Caso venha a identificar a existência de práticas proibidas ou outros factores que possam afectar a concorrência neste mercado ou resultar em desvios na formação de preços, especifica a AdC, a entidade "não deixará de actuar atempadamente, fazendo uso da sua competência sancionatória".
No relatório de 02 de Junho sobre o mercado dos combustíveis em Portugal, a Autoridade da Concorrência concluiu que não havia cartelização de preços entre os operadores que actuam no mercado português nem abuso de posição dominante pela Galp Energia.
"Na sequência do Relatório [...] a Autoridade solicitou às diversas entidades envolvidas [...], com especial destaque para as empresas petrolíferas, o envio de um conjunto adicional e substancialmente alargado de informação sobre as condições de funcionamento do mercado, abrangendo as diversas fases da cadeia vertical desde a produção/importação até à venda ao público de combustíveis líquidos e gasosos", indica a entidade no comunicado.
Estes dados, "solicitados na primeira quinzena de Julho", precisou a AdC, "começarão a ser recebidos com regularidade mensal e reportada ao mês anterior a partir do próximo dia 30 de Setembro".
De acordo com a Autoridade, "a recolha de dados em curso, quer de natureza estrutural quer de acompanhamento regular do mercado, em conjugação com dados sobre a evolução das cotações internacionais do crude e dos produtos refinados, bem como da taxa de câmbio euro/dólar", permitirá um aprofundamento da análise que tem vindo a ser efectuada, "nomeadamente, sobre relações contratuais existentes entre os principais participantes no mercado e sobre possíveis desfasamentos temporais entre variações nas cotações internacionais e variações nos preços de venda ao público no mercado doméstico".
O comunicado da Autoridade surge um dia depois de o comissário europeu da Energia, o letão Andris Piebalgs, ter dito que o regulador português "tem de acompanhar melhor o mercado nacional dos combustíveis" e "confirmar permanentemente que não há práticas de cartelização entre as gasolineiras, ou quaisquer outras situações que afectem a concorrência e os consumidores".
Por outro lado, o ministro da Economia Manuel Pinho sublinhou hoje que a tendência nos preços dos combustíveis tem de ser de descida com a quebra do preço do petróleo, não comentando a subida de preços de combustíveis decidida por algumas petrolíferas.
A BP subiu um cêntimo na gasolina e desceu um cêntimo no gasóleo a partir das 00:00 de hoje, enquanto a Galp manteve o preço da gasolina e reduziu um cêntimo o gasóleo.

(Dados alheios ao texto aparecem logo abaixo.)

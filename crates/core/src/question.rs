use serde::{Deserialize, Serialize};

/// Exam question categories understood by the normalizer and prompt builder.
#[derive(Debug, Clone, Copy, PartialEq, Eq, Hash, Serialize, Deserialize)]
#[serde(rename_all = "lowercase")]
pub enum QuestionType {
    Single,
    Multiple,
    Judgement,
    Completion,
}

impl QuestionType {
    pub fn as_str(&self) -> &'static str {
        match self {
            Self::Single => "single",
            Self::Multiple => "multiple",
            Self::Judgement => "judgement",
            Self::Completion => "completion",
        }
    }

    /// Parse a caller-supplied type tag. Unknown or empty tags yield `None`
    /// and are answered like completion questions.
    pub fn parse(tag: &str) -> Option<Self> {
        tag.parse().ok()
    }

    /// Choice questions need their option list to be meaningful.
    pub fn requires_options(&self) -> bool {
        matches!(self, Self::Single | Self::Multiple)
    }
}

impl std::fmt::Display for QuestionType {
    fn fmt(&self, f: &mut std::fmt::Formatter<'_>) -> std::fmt::Result {
        f.write_str(self.as_str())
    }
}

impl std::str::FromStr for QuestionType {
    type Err = String;

    fn from_str(s: &str) -> Result<Self, Self::Err> {
        match s.trim().to_ascii_lowercase().as_str() {
            "single" => Ok(Self::Single),
            "multiple" => Ok(Self::Multiple),
            "judgement" | "judgment" => Ok(Self::Judgement),
            "completion" => Ok(Self::Completion),
            other => Err(format!("unknown question type: {other}")),
        }
    }
}

/// A question as received from the caller. Fields are kept verbatim; the
/// cache fingerprint is whitespace-sensitive.
#[derive(Debug, Clone, PartialEq, Eq, Serialize, Deserialize)]
pub struct Question {
    pub text: String,
    /// Raw type tag as sent by the caller.
    pub kind: String,
    pub options: String,
}

impl Question {
    pub fn new(
        text: impl Into<String>,
        kind: impl Into<String>,
        options: impl Into<String>,
    ) -> Self {
        Self {
            text: text.into(),
            kind: kind.into(),
            options: options.into(),
        }
    }

    pub fn question_type(&self) -> Option<QuestionType> {
        QuestionType::parse(&self.kind)
    }
}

A Repsol vai descer a partir das 00:00 de quinta-feira um cêntimo no preço do gasóleo, mantendo o valor a pagar pela gasolina. 
Desde a semana de 08 de Julho, quando atingiu o máximo de 133,18 dólares (84,45 euros), que os preços do petróleo têm estado a cair nos mercados internacionais.
Os preços dos combustíveis chegaram, em Julho, aos 1,51875 euros por litro a gasolina sem chumbo 95 e a 1,42225 o gasóleo [preços médios do mês de acordo com dados da Direcção Geral de Energia] e desde então têm vindo a descer, mas mais lentamente que o preço do petróleo.
Os preços de referência na semana passada estavam em torno dos 1,38 euros por litro de gasóleo e 1,456 euros o litro da gasolina sem chumbo 95, que eram sensivelmente os mesmos de Maio, quando o preço do barril de crude estavam entre os 110 e os 120 dólares o barril [70 a 78 euros], segundo os dados da Direcção-Geral de Energia.